> **Exercise description**:
Restate word for word the entries below, starting with the line with "Played when an interval completes" and continuing through the line with "if playback fails.". Include both of those lines and no others.

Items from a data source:
________________

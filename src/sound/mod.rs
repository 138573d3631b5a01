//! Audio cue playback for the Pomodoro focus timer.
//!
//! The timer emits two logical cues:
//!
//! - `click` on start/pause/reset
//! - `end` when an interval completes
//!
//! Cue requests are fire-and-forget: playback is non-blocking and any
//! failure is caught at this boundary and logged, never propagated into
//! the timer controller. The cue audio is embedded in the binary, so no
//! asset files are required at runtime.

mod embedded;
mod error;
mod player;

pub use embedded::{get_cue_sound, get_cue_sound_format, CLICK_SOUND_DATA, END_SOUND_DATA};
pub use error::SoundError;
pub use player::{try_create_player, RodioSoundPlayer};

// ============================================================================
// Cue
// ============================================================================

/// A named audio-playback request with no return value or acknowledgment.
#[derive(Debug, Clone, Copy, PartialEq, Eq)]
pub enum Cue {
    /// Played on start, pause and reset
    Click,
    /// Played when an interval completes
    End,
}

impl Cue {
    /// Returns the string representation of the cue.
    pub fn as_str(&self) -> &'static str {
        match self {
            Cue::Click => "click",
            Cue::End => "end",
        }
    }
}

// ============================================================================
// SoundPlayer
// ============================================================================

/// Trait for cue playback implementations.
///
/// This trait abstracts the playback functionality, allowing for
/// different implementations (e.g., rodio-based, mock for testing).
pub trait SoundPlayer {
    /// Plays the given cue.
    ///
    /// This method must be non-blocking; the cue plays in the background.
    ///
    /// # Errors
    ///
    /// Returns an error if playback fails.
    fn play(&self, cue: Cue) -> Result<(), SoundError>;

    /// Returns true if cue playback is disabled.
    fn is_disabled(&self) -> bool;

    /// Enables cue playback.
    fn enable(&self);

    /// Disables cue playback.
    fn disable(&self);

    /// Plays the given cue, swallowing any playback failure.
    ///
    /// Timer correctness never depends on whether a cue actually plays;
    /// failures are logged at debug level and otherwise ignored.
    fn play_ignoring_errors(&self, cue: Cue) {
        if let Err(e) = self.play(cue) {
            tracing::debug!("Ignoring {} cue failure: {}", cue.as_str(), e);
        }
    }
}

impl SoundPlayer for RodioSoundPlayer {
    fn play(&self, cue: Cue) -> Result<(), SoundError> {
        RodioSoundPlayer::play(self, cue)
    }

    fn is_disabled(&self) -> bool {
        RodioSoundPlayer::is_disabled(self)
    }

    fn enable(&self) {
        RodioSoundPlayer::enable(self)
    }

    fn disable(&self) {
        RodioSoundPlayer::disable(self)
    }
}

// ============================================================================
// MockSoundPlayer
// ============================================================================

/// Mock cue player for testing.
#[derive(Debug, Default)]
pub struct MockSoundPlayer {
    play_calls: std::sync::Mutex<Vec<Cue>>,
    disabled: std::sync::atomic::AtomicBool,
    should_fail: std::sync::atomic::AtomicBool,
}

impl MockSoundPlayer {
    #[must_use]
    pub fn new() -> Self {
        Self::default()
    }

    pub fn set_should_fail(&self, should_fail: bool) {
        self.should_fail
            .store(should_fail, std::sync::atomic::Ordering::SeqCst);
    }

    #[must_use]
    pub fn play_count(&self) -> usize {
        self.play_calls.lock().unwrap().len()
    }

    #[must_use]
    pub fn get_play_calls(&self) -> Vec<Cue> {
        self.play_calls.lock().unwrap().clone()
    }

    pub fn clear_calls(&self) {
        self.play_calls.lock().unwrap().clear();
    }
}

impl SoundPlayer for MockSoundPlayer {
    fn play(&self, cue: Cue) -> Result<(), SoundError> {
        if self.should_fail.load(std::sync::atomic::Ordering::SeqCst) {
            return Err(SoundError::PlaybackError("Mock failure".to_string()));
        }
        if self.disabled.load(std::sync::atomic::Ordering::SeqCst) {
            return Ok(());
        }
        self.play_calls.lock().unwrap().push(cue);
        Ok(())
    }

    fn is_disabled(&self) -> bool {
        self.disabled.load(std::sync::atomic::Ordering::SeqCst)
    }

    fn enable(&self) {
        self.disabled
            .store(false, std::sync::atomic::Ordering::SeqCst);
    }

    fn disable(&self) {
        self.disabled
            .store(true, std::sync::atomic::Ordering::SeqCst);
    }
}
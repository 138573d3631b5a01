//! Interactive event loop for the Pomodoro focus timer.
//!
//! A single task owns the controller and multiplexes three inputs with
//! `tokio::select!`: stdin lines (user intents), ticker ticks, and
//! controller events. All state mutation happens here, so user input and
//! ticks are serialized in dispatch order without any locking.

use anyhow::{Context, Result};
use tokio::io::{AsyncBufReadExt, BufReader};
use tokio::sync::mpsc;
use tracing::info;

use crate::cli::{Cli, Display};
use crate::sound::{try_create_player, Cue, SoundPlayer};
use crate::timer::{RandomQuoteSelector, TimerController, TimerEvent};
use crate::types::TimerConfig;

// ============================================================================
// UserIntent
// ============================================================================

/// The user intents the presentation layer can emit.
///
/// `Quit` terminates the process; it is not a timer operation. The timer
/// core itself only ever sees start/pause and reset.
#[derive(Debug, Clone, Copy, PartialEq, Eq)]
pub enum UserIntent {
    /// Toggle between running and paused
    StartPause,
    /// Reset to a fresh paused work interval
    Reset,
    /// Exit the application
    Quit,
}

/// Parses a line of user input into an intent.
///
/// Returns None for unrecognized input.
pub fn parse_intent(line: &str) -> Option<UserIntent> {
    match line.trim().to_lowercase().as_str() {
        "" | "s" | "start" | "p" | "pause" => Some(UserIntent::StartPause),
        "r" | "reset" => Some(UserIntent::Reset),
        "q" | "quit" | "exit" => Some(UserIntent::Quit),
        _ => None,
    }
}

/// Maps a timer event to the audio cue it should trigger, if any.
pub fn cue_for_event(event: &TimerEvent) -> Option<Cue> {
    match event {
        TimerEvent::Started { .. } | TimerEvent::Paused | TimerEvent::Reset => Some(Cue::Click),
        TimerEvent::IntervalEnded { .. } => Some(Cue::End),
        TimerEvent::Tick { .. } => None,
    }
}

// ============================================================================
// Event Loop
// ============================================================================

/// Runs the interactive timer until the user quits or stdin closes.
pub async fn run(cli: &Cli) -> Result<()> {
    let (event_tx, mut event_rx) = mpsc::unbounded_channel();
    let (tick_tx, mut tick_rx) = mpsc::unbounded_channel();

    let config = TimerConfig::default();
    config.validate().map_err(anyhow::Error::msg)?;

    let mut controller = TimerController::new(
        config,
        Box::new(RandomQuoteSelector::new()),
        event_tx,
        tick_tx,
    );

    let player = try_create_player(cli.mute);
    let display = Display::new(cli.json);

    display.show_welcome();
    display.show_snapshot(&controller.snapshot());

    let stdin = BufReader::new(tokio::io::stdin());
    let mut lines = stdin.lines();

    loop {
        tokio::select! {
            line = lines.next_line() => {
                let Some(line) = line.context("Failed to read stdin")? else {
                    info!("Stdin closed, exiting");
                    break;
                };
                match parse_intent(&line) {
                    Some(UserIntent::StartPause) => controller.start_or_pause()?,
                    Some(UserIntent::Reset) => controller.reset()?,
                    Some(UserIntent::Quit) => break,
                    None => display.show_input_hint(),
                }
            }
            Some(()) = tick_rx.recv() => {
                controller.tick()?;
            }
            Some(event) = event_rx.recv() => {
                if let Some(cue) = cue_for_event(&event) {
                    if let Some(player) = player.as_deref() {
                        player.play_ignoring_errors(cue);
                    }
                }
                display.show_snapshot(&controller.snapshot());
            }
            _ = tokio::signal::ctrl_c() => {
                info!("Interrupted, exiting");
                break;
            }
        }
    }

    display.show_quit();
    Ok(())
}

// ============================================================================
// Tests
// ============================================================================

________________

> **Expected answer**:
    /// Played when an interval completes
    End,
}

impl Cue {
    /// Returns the string representation of the cue.
    pub fn as_str(&self) -> &'static str {
        match self {
            Cue::Click => "click",
            Cue::End => "end",
        }
    }
}

// ============================================================================
// SoundPlayer
// ============================================================================

/// Trait for cue playback implementations.
///
/// This trait abstracts the playback functionality, allowing for
/// different implementations (e.g., rodio-based, mock for testing).
pub trait SoundPlayer {
    /// Plays the given cue.
    ///
    /// This method must be non-blocking; the cue plays in the background.
    ///
    /// # Errors
    ///
    /// Returns an error if playback fails.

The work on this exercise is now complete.